*Your assignment*.
Report only how many lines in the listing below contain the string "PKey".

*Entries shown*.

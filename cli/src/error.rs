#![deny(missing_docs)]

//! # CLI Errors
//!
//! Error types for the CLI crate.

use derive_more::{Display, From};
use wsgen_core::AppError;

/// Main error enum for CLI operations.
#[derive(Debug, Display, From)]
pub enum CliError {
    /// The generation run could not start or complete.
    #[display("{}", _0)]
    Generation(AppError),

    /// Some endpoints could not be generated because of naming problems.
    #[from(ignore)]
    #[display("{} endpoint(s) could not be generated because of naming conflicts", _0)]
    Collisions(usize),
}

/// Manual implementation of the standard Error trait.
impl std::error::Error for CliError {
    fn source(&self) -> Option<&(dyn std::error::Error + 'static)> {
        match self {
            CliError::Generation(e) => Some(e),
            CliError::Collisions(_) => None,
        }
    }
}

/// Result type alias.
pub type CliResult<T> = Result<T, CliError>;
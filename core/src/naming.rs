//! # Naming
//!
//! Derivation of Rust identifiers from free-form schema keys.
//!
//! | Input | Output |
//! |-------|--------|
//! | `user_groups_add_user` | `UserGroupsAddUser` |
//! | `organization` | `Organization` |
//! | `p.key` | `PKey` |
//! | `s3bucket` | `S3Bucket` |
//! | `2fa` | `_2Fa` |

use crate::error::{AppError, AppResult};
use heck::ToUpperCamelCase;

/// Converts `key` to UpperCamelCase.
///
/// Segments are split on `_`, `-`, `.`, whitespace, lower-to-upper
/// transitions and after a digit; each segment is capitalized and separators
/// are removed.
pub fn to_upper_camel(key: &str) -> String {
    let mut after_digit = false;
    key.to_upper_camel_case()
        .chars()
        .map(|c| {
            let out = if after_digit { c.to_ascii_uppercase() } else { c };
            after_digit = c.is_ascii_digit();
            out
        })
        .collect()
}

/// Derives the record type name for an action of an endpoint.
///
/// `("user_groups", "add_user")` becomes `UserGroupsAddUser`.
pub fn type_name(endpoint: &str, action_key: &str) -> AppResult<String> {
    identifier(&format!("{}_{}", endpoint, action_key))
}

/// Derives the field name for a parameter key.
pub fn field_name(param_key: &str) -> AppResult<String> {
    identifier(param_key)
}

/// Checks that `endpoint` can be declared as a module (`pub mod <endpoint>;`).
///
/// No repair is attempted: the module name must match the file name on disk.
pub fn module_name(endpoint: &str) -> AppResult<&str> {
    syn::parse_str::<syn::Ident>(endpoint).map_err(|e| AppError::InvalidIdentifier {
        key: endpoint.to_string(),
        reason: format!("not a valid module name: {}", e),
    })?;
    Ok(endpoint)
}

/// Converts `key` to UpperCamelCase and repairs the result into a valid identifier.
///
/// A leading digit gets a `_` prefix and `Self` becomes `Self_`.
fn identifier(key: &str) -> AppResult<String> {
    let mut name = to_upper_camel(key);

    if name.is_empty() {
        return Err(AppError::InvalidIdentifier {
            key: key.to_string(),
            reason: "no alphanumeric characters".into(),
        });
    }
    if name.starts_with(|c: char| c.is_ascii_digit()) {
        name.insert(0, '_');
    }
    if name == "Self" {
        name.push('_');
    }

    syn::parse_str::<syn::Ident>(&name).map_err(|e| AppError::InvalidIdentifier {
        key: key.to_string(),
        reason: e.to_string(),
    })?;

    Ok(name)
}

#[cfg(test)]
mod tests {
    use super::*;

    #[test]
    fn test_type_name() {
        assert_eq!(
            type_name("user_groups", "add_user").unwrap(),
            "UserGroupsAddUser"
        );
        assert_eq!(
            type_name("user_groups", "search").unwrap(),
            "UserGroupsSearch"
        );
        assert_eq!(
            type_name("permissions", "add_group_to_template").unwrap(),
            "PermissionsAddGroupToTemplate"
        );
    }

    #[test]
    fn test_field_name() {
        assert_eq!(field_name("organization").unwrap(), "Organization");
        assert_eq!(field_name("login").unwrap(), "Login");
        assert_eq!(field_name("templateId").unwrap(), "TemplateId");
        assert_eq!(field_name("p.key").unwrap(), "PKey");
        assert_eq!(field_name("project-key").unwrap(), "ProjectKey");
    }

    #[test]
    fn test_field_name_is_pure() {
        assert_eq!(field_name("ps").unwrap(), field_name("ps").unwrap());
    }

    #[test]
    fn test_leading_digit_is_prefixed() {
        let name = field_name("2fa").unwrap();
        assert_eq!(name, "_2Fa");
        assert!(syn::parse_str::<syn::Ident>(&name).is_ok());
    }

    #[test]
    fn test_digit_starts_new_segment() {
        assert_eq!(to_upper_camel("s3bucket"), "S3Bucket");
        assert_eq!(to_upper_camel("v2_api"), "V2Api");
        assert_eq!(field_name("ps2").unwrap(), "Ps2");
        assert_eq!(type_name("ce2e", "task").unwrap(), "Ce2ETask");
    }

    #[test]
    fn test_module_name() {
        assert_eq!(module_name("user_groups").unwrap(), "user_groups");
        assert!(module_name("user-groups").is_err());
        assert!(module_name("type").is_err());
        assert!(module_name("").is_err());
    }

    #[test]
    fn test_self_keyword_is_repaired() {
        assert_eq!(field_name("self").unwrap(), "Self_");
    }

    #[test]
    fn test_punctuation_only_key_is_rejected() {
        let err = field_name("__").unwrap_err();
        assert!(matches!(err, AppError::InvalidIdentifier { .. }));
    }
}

*Result*.
2